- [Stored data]
=== Section Start ===

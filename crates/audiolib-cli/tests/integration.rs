//! Integration tests for the `audiolib` binary.
//!
//! Each test writes synthetic WAV files to a temporary directory and runs the
//! CLI against them.

use audiolib_io::{SampleFormat, WavData, read_wav, read_wav_info, write_wav};
use std::f64::consts::PI;
use std::path::{Path, PathBuf};
use std::process::{Command, Output};
use tempfile::TempDir;

/// Helper to get the path to the `audiolib` binary built by cargo.
fn audiolib_bin() -> Command {
    Command::new(env!("CARGO_BIN_EXE_audiolib"))
}

/// Run with a settings file inside `dir`, so the user's own settings never apply.
fn run(args: &[&str], dir: &TempDir) -> Output {
    let config = dir.path().join("settings.toml");
    audiolib_bin()
        .arg("--config")
        .arg(&config)
        .args(args)
        .output()
        .expect("failed to run audiolib")
}

fn stdout(output: &Output) -> String {
    String::from_utf8_lossy(&output.stdout).into_owned()
}

fn write_mono(dir: &TempDir, name: &str, sample_rate: u32, samples: Vec<f64>) -> PathBuf {
    let path = dir.path().join(name);
    write_wav(
        &path,
        &WavData::mono(sample_rate, samples),
        SampleFormat::Pcm { bits: 24 },
    )
    .unwrap();
    path
}

fn noise(len: usize) -> Vec<f64> {
    let mut state = 0x1357_9bdfu32;
    (0..len)
        .map(|_| {
            state ^= state << 13;
            state ^= state >> 17;
            state ^= state << 5;
            0.5 * (state as i32 as f64) / (i32::MAX as f64)
        })
        .collect()
}

fn path_str(path: &Path) -> &str {
    path.to_str().unwrap()
}

// ---------------------------------------------------------------------------
// info
// ---------------------------------------------------------------------------

#[test]
fn cli_info_shows_metadata() {
    let dir = TempDir::new().unwrap();
    let wav = write_mono(&dir, "tone.wav", 48000, vec![0.0; 24000]);

    let output = run(&["info", path_str(&wav)], &dir);
    assert!(output.status.success());

    let out = stdout(&output);
    assert!(out.contains("signed PCM 24-bit"), "got: {out}");
    assert!(out.contains("48 kHz"), "got: {out}");
    assert!(out.contains("500 ms"), "got: {out}");
}

#[test]
fn cli_info_missing_file_fails() {
    let dir = TempDir::new().unwrap();
    let output = run(&["info", "/nonexistent/file.wav"], &dir);
    assert!(!output.status.success());
}

// ---------------------------------------------------------------------------
// spectrum
// ---------------------------------------------------------------------------

#[test]
fn cli_spectrum_reports_tone_and_writes_csv() {
    let dir = TempDir::new().unwrap();
    let tone: Vec<f64> = (0..8000)
        .map(|i| 0.5 * (2.0 * PI * 1000.0 * i as f64 / 8000.0).sin())
        .collect();
    let wav = write_mono(&dir, "tone.wav", 8000, tone);
    let csv = dir.path().join("spectrum.csv");

    let output = run(
        &["spectrum", path_str(&wav), "--peaks", "1", "-o", path_str(&csv)],
        &dir,
    );
    assert!(output.status.success(), "{}", String::from_utf8_lossy(&output.stderr));
    assert!(stdout(&output).contains("1 kHz"));

    let content = std::fs::read_to_string(&csv).unwrap();
    assert!(content.starts_with("frequency_hz,power"));
    assert_eq!(content.lines().count(), 1 + 4001);
}

#[test]
fn cli_spectrum_db_export() {
    let dir = TempDir::new().unwrap();
    let tone: Vec<f64> = (0..8000)
        .map(|i| 0.5 * (2.0 * PI * 1000.0 * i as f64 / 8000.0).sin())
        .collect();
    let wav = write_mono(&dir, "tone.wav", 8000, tone);
    let csv = dir.path().join("spectrum.csv");

    let output = run(&["spectrum", path_str(&wav), "--db", "-o", path_str(&csv)], &dir);
    assert!(output.status.success(), "{}", String::from_utf8_lossy(&output.stderr));

    let content = std::fs::read_to_string(&csv).unwrap();
    let mut lines = content.lines();
    assert_eq!(lines.next(), Some("frequency_hz,power_db"));
    let tone_db: f64 = lines
        .find(|l| l.starts_with("1000.000000,"))
        .and_then(|l| l.split_once(',')?.1.parse().ok())
        .unwrap();
    // amplitude 0.5 puts (0.5 / 2)^2 in the positive bin
    assert!((tone_db - 10.0 * 0.0625f64.log10()).abs() < 0.1, "{tone_db}");
}

#[test]
fn cli_spectrum_log_axis_from_settings_drops_dc() {
    let dir = TempDir::new().unwrap();
    std::fs::write(dir.path().join("settings.toml"), "x_scale = \"log\"\n").unwrap();
    let wav = write_mono(&dir, "noise.wav", 1000, noise(64));
    let csv = dir.path().join("spectrum.csv");

    let output = run(&["spectrum", path_str(&wav), "-o", path_str(&csv)], &dir);
    assert!(output.status.success());

    let content = std::fs::read_to_string(&csv).unwrap();
    assert_eq!(content.lines().count(), 1 + 32);
    assert!(!content.contains("\n0.000000,"));
}

#[test]
fn cli_spectrum_rejects_missing_channel() {
    let dir = TempDir::new().unwrap();
    let wav = write_mono(&dir, "mono.wav", 8000, vec![0.0; 100]);

    let output = run(&["spectrum", path_str(&wav), "--channel", "1"], &dir);
    assert!(!output.status.success());
    assert!(String::from_utf8_lossy(&output.stderr).contains("channel 1 requested"));
}

// ---------------------------------------------------------------------------
// coherence and ir
// ---------------------------------------------------------------------------

#[test]
fn cli_coherence_of_scaled_copy_is_one() {
    let dir = TempDir::new().unwrap();
    let x = noise(8192);
    let y: Vec<f64> = x.iter().map(|v| 0.5 * v).collect();
    let a = write_mono(&dir, "a.wav", 48000, x);
    let b = write_mono(&dir, "b.wav", 48000, y);
    let csv = dir.path().join("coherence.csv");

    let output = run(
        &[
            "coherence",
            path_str(&a),
            path_str(&b),
            "--block-len",
            "256",
            "-o",
            path_str(&csv),
        ],
        &dir,
    );
    assert!(output.status.success());
    assert!(stdout(&output).contains("Mean coherence: 1.0000"));
    assert_eq!(
        std::fs::read_to_string(&csv).unwrap().lines().count(),
        1 + 129
    );
}

#[test]
fn cli_coherence_rejects_rate_mismatch() {
    let dir = TempDir::new().unwrap();
    let a = write_mono(&dir, "a.wav", 48000, noise(512));
    let b = write_mono(&dir, "b.wav", 44100, noise(512));

    let output = run(&["coherence", path_str(&a), path_str(&b)], &dir);
    assert!(!output.status.success());
    assert!(String::from_utf8_lossy(&output.stderr).contains("sample rates differ"));
}

#[test]
fn cli_ir_finds_delay() {
    let dir = TempDir::new().unwrap();
    let x = noise(16384);
    let mut y = vec![0.0; 10];
    y.extend_from_slice(&x[..x.len() - 10]);
    let input = write_mono(&dir, "in.wav", 1000, x);
    let response = write_mono(&dir, "out.wav", 1000, y);
    let csv = dir.path().join("ir.csv");

    let output = run(
        &[
            "ir",
            path_str(&input),
            path_str(&response),
            "--fft-len",
            "512",
            "--width",
            "0.05",
            "-o",
            path_str(&csv),
        ],
        &dir,
    );
    assert!(output.status.success(), "{}", String::from_utf8_lossy(&output.stderr));
    let out = stdout(&output);
    assert!(out.contains("at sample 266"), "got: {out}");
    assert!(out.contains("Delay:   10 ms"), "got: {out}");

    let rows = std::fs::read_to_string(&csv).unwrap().lines().count();
    assert_eq!(rows, 1 + 101);
}

#[test]
fn cli_ir_window_out_of_range_fails() {
    let dir = TempDir::new().unwrap();
    let x = noise(1024);
    let input = write_mono(&dir, "in.wav", 1000, x.clone());
    let response = write_mono(&dir, "out.wav", 1000, x);

    let output = run(
        &[
            "ir",
            path_str(&input),
            path_str(&response),
            "--fft-len",
            "256",
            "--width",
            "1.0",
        ],
        &dir,
    );
    assert!(!output.status.success());
    assert!(String::from_utf8_lossy(&output.stderr).contains("outside the available range"));
}

// ---------------------------------------------------------------------------
// convert
// ---------------------------------------------------------------------------

#[test]
fn cli_convert_to_float_and_back() {
    let dir = TempDir::new().unwrap();
    let samples = vec![0.0, 0.25, -0.5, 0.75];
    let src = write_mono(&dir, "src.wav", 44100, samples.clone());
    let float = dir.path().join("float.wav");
    let pcm16 = dir.path().join("pcm16.wav");

    let output = run(&["convert", path_str(&src), path_str(&float), "--float"], &dir);
    assert!(output.status.success());
    let info = read_wav_info(&float).unwrap();
    assert_eq!(info.bits_per_sample, 32);
    assert_eq!(info.format.to_string(), "IEEE float");

    let output = run(
        &["convert", path_str(&float), path_str(&pcm16), "--bits", "16"],
        &dir,
    );
    assert!(output.status.success());
    let data = read_wav(&pcm16).unwrap();
    for (a, b) in data.channels[0].iter().zip(&samples) {
        assert!((a - b).abs() < 1.0 / 32768.0);
    }
}

#[test]
fn cli_convert_uses_settings_bit_depth() {
    let dir = TempDir::new().unwrap();
    std::fs::write(dir.path().join("settings.toml"), "output_bits = 32\n").unwrap();
    let src = write_mono(&dir, "src.wav", 44100, vec![0.1; 16]);
    let out = dir.path().join("out.wav");

    let output = run(&["convert", path_str(&src), path_str(&out)], &dir);
    assert!(output.status.success());
    assert_eq!(read_wav_info(&out).unwrap().bits_per_sample, 32);
}

#[test]
fn cli_convert_to_8_bit_is_not_supported() {
    let dir = TempDir::new().unwrap();
    let src = write_mono(&dir, "src.wav", 8000, vec![0.0; 16]);
    let out = dir.path().join("out.wav");

    let output = run(&["convert", path_str(&src), path_str(&out), "--bits", "8"], &dir);
    assert!(!output.status.success());
    assert!(!out.exists());
}

#[test]
fn cli_convert_to_12_bit_is_rejected() {
    let dir = TempDir::new().unwrap();
    let src = write_mono(&dir, "src.wav", 8000, vec![0.0; 16]);
    let out = dir.path().join("out.wav");

    let output = run(&["convert", path_str(&src), path_str(&out), "--bits", "12"], &dir);
    assert!(!output.status.success());
    assert!(String::from_utf8_lossy(&output.stderr).contains("supported widths"));
    assert!(!out.exists());
}

#[test]
fn cli_convert_bits_conflicts_with_float() {
    let dir = TempDir::new().unwrap();
    let output = run(
        &["convert", "a.wav", "b.wav", "--bits", "16", "--float"],
        &dir,
    );
    assert!(!output.status.success());
}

=== Section End ===

- [Your task] The reply must be a number and nothing more: the count of lines above that contain the word "clone".

- [Task output] 2